Prepare for more upheaval, especially as the uprisings play out into their third month, as yet unresolved, and the risk of contagion spreads to the main oil-producing nations. The recently installed prime ministers of Tunisia and Egypt have been forced to resign by continuing protests – with nothing politically realistic to take their place. In February, over a hundred Saudi intellectuals published an open letter to their government, calling for national reform including respect for religious minorities and women and against corruption and nepotism. But Saudi King Abdullah, trapped in the old habit of buying off dissent, has instead announced billions of dollars in social spending. Reacting to protests in its eastern Shia-dominated region, the Saudi government has reminded its people that protests are illegal and un-Islamic. Kuwait has already handed-out the equivalent of $2,500 dollars to all citizens, hoping for some quiet. Protests demanding reforms starting with the constitutional monarchies in Morroco, Jordan, Bahrain and especially Oman, persist. Yemen, the poorest Arab country and an important American ally in its fight against Al Qaeda, is under the most pressure despite President Ali Abdullah Saleh’s promise not to seek re-election after his present term terminates in 2013. The Syrian President has not yet faced much opposition, but for how long can he remain unscathed in the reform mood in the region?

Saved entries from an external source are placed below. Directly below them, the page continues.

use serde::{Deserialize, Serialize};

/// Access + refresh credentials as issued by the API.
/// Both values are opaque; nothing here decodes them.
#[derive(Clone, PartialEq, Eq, Serialize, Deserialize)]
pub struct CredentialPair {
    pub access: String,
    pub refresh: String,
}

impl CredentialPair {
    pub fn new(access: impl Into<String>, refresh: impl Into<String>) -> Self {
        Self { access: access.into(), refresh: refresh.into() }
    }
}

// never print token values
impl std::fmt::Debug for CredentialPair {
    fn fmt(&self, f: &mut std::fmt::Formatter<'_>) -> std::fmt::Result {
        f.debug_struct("CredentialPair")
            .field("access", &"<redacted>")
            .field("refresh", &"<redacted>")
            .finish()
    }
}
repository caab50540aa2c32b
use std::path::Path;

use anyhow::{anyhow, Context, Result};
use clap::{Parser, Subcommand};
use http::Method;
use propertree_client::client::{Body, FormPart};
use propertree_client::config::settings::ClientConfig;
use propertree_client::observability::metrics;
use propertree_client::session::{CredentialStore, FileBackend, NoticeLevel, SessionEvent, SessionEvents};
use propertree_client::utils::config_loader;
use propertree_client::utils::logging;
use propertree_client::utils::logging::LogLevel;
use propertree_client::{ApiClient, AuthService, RequestDescriptor};
use serde_json::Value;
use tokio::sync::broadcast::Receiver;
use tracing::{error, info, warn};

#[derive(Parser)]
#[command(author, version, about, long_about = None)]
struct Args {
    #[arg(short, long, env = "CONFIG", default_value = "propertree.yaml")]
    config: String,
    #[arg(long, env = "LOG_LEVEL", value_enum)]
    log_level: Option<LogLevel>,
    /// print prometheus metrics to stderr before exiting
    #[arg(long)]
    dump_metrics: bool,
    #[command(subcommand)]
    command: Command,
}

#[derive(Subcommand)]
enum Command {
    /// Sign in and persist the session
    Login {
        email: String,
        #[arg(long, env = "PROPERTREE_PASSWORD", hide_env_values = true)]
        password: String,
    },
    /// Drop the persisted session
    Logout,
    /// Show the cached identity
    Whoami,
    /// Send an authenticated request, e.g. `request GET /bookings/`
    Request {
        method: String,
        path: String,
        /// JSON body
        #[arg(long, conflicts_with_all = ["field", "file"])]
        data: Option<String>,
        /// query parameter `key=value`, repeatable
        #[arg(short, long, value_parser = parse_pair)]
        query: Vec<(String, String)>,
        /// multipart text field `name=value`, repeatable
        #[arg(long, value_parser = parse_pair)]
        field: Vec<(String, String)>,
        /// multipart file field `name=path`, repeatable
        #[arg(long, value_parser = parse_pair)]
        file: Vec<(String, String)>,
    },
    /// Switch the signed-in user to the landlord role
    BecomeHost,
    /// Ask for a password reset email
    ForgotPassword { email: String },
    ChangePassword {
        #[arg(long, env = "PROPERTREE_OLD_PASSWORD", hide_env_values = true)]
        old: String,
        #[arg(long, env = "PROPERTREE_NEW_PASSWORD", hide_env_values = true)]
        new: String,
    },
    /// Renew the access token now
    Refresh,
}

fn parse_pair(raw: &str) -> Result<(String, String), String> {
    raw.split_once('=')
        .map(|(k, v)| (k.to_owned(), v.to_owned()))
        .ok_or_else(|| format!("expected key=value, got '{}'", raw))
}

#[tokio::main]
async fn main() -> Result<()> {
    // -------------------------------
    // 1. Load YAML config, init logging
    // -------------------------------

    let args = Args::parse();
    let client_config = config_loader::run(&args.config).await?;
    logging::run(&client_config, args.log_level)?;

    // -------------------------------
    // 2. Restore session, build client
    // -------------------------------

    let events = SessionEvents::new();
    let mut receiver = events.subscribe();
    let auth = build_auth(&client_config, events)?;

    // -------------------------------
    // 3. Run command
    // -------------------------------

    let outcome = run_command(&auth, args.command).await;
    log_session_events(&mut receiver);

    if args.dump_metrics {
        eprintln!("{}", metrics::render().await);
    }

    let output = outcome?;
    if !output.is_null() {
        println!("{}", serde_json::to_string_pretty(&output)?);
    }
    Ok(())
}

fn build_auth(client_config: &ClientConfig, events: SessionEvents) -> Result<AuthService> {
    let session_path = client_config.session.resolved_path();
    let store = CredentialStore::open(FileBackend::new(&session_path))
        .with_context(|| format!("cannot open session at {}", session_path.display()))?;
    let client = ApiClient::new(&client_config.api, store, events)?;
    info!("using api {}", client_config.api.base_url);
    Ok(AuthService::new(client))
}

async fn run_command(auth: &AuthService, command: Command) -> Result<Value> {
    let value = match command {
        Command::Login { email, password } => {
            let user = auth.login(&email, &password).await?;
            serde_json::to_value(user)?
        }
        Command::Logout => {
            auth.logout().await;
            Value::Null
        }
        Command::Whoami => match auth.current_user().await {
            Some(user) => serde_json::to_value(user)?,
            None => return Err(anyhow!("not signed in")),
        },
        Command::Request { method, path, data, query, field, file } => {
            let method: Method = method.to_uppercase().parse().context("invalid http method")?;
            let mut request = RequestDescriptor::new(method, path);
            for (key, value) in query {
                request = request.query(key, value);
            }
            if let Some(body) = build_body(data, field, file).await? {
                request = request.body(body);
            }
            auth.api().send(request).await?.into_body()
        }
        Command::BecomeHost => serde_json::to_value(auth.become_host().await?)?,
        Command::ForgotPassword { email } => auth.forgot_password(&email).await?,
        Command::ChangePassword { old, new } => auth.change_password(&old, &new).await?,
        Command::Refresh => {
            auth.refresh_token().await?;
            Value::Null
        }
    };
    Ok(value)
}

async fn build_body(
    data: Option<String>,
    fields: Vec<(String, String)>,
    files: Vec<(String, String)>,
) -> Result<Option<Body>> {
    if let Some(raw) = data {
        let json: Value = serde_json::from_str(&raw).context("--data is not valid JSON")?;
        return Ok(Some(Body::Json(json)));
    }
    if fields.is_empty() && files.is_empty() {
        return Ok(None);
    }

    let mut parts: Vec<FormPart> = fields.into_iter().map(|(name, value)| FormPart::text(name, value)).collect();
    for (name, path) in files {
        let bytes = tokio::fs::read(&path)
            .await
            .with_context(|| format!("cannot read {}", path))?;
        let file_name = Path::new(&path)
            .file_name()
            .map(|n| n.to_string_lossy().into_owned())
            .unwrap_or_else(|| name.clone());
        parts.push(FormPart::file(name, file_name, bytes));
    }
    Ok(Some(Body::Multipart(parts)))
}

/// Stand-in for the application shell: notices go to the log, expiry asks
/// the user to sign in again.
fn log_session_events(receiver: &mut Receiver<SessionEvent>) {
    while let Ok(event) = receiver.try_recv() {
        match event {
            SessionEvent::Notice(notice) if notice.level == NoticeLevel::Success => info!("{}", notice.message),
            SessionEvent::Notice(notice) => error!("{}", notice.message),
            SessionEvent::SignedIn { user } => info!("signed in as {} ({:?})", user.email, user.role),
            SessionEvent::SignedOut => info!("signed out"),
            SessionEvent::SessionExpired { redirect_to, at } => {
                warn!("session expired at {}, run `propertree login` ({})", at.to_rfc3339(), redirect_to)
            }
        }
    }
}
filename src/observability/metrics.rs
use prometheus::{Encoder, HistogramOpts, HistogramVec, IntCounter, IntCounterVec, Opts, Registry, TextEncoder};
use tracing::info;
use std::sync::Arc;
use tokio::sync::OnceCell;


// Declare the static OnceCell to hold the Metrics.
static METRICS_INSTANCE: OnceCell<Arc<Metrics>> = OnceCell::const_new();

/// Asynchronously initializes and gets a reference to the static `Metrics`.
pub async fn get_metrics() -> &'static Arc<Metrics> {
    METRICS_INSTANCE.get_or_init(|| async {
        info!("Initializing Metrics ...");
        Metrics::new()}
    ).await
}


#[derive(Clone)]
pub struct Metrics {
    pub registry: Registry,

    // Request metrics
    pub api_requests: IntCounterVec,
    pub api_request_duration: HistogramVec,

    // Renewal metrics
    pub token_renewals: IntCounterVec,
    pub session_expirations: IntCounter,

    // Config
    pub config_validation_errors: IntCounter,
}

impl Metrics {
    fn new() -> Arc<Self> {
        let registry = Registry::new_custom(Some("propertree_client".into()), None).unwrap();

        let metrics: Arc<Metrics> = Arc::new(Self {
            api_requests: IntCounterVec::new(Opts::new("api_requests_total", "Dispatched API requests by outcome"),&["method", "outcome"],).unwrap(),
            api_request_duration: HistogramVec::new(HistogramOpts::new("api_request_duration_seconds", "API request duration seconds").buckets(vec![0.01, 0.05, 0.1, 0.25, 0.5, 1.0, 2.5, 5.0, 10.0, 30.0]),&["method"],).unwrap(),

            token_renewals: IntCounterVec::new(Opts::new("token_renewals_total", "Access token renewals by outcome"),&["outcome"],).unwrap(),
            session_expirations: IntCounter::new("session_expirations_total", "Sessions wiped after a failed renewal or replay").unwrap(),

            config_validation_errors: IntCounter::new("config_validation_errors_total","Validation errors while loading config",).unwrap(),

            registry,
        });

        // Register all metrics in the registry
        let reg = &metrics.registry;
        reg.register(Box::new(metrics.api_requests.clone())).unwrap();
        reg.register(Box::new(metrics.api_request_duration.clone())).unwrap();
        reg.register(Box::new(metrics.token_renewals.clone())).unwrap();
        reg.register(Box::new(metrics.session_expirations.clone())).unwrap();
        reg.register(Box::new(metrics.config_validation_errors.clone())).unwrap();

        metrics
    }
}

/// Prometheus text exposition of every registered metric.
pub async fn render() -> String {
    let encoder = TextEncoder::new();
    let metric_families = get_metrics().await.registry.gather();
    let mut buffer = Vec::new();

    if let Err(err) = encoder.encode(&metric_families, &mut buffer) {
        tracing::error!("failed to encode metrics: {}", err);
        return String::new();
    }
    String::from_utf8(buffer).unwrap_or_default()
}
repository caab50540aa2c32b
pub mod auth;

pub use auth::AuthService;
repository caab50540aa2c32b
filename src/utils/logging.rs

use clap::ValueEnum;
use tracing_subscriber::fmt::time::UtcTime;
use tracing_subscriber::{fmt, EnvFilter, layer::SubscriberExt, util::SubscriberInitExt};
use anyhow::Result;
use crate::config::settings::{ClientConfig, LogFormat, LoggingConfig};


#[derive(Debug, Clone, Copy, ValueEnum)]
pub enum LogLevel {
    TRACE,
    DEBUG,
    INFO,
    WARN,
    ERROR,
}

impl LogLevel {
    pub fn as_str(&self) -> &'static str {
        match *self {
            LogLevel::TRACE => "trace",
            LogLevel::DEBUG => "debug",
            LogLevel::INFO => "info",
            LogLevel::WARN => "warn",
            LogLevel::ERROR => "error",
        }
    }
}


pub fn run(client_config: &ClientConfig, arg_log_level: Option<LogLevel>) -> Result<()> {
    let configured = client_config.logging.clone().unwrap_or_default();
    // cli flag wins over the config file
    let level = arg_log_level
        .map(|level| level.as_str().to_owned())
        .unwrap_or(configured.level);

    init_logging(&LoggingConfig::new(level, configured.format));
    Ok(())
}


/// Initialize tracing with the desired config.
/// Logs go to stderr so command output on stdout stays machine readable.
pub fn init_logging(cfg: &LoggingConfig) {
    let env_filter = EnvFilter::try_new(&cfg.level)
        .unwrap_or_else(|_| EnvFilter::new("info"));

    // Base layer: filter + writer
    let registry = tracing_subscriber::registry().with(env_filter);

    // Choose format layer
    match cfg.format {
        LogFormat::Json => {
            let layer = fmt::layer()
                .json()
                .with_writer(std::io::stderr)
                .with_timer(UtcTime::rfc_3339())
                .flatten_event(true)
                .with_ansi(false);

            let _ = registry.with(layer).try_init();
        }
        LogFormat::Compact => {
            let layer = fmt::layer()
                .compact()
                .with_writer(std::io::stderr)
                .with_timer(UtcTime::rfc_3339())
                .with_ansi(true);

            let _ = registry.with(layer).try_init();
        }
    };
}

All countries, including India fear instability in the price and availability of oil essential to keep their economies going. That makes it even more important to respect the movement for change underway in the Arab world and act constructively. Address, for instance, the humanitarian crisis of the foreig n workers from the developing countries escaping Libya into Tunisia, a country already in political and economic turmoil. Countries should not rush in belligerently in pursuit of interests other than those of the Arab people, as has been done by the West for many decades past. Instead, it is better to let the Middle East evolve and reorder itself with its own dynamic, than act on the impulse to remake it in another’s image.

Neelam Deo is Co-founder and Director, Gateway House: Indian Council on Global Relations; She has been the Indian Ambassador to Denmark and Ivory Coast; and former Consul General in New York.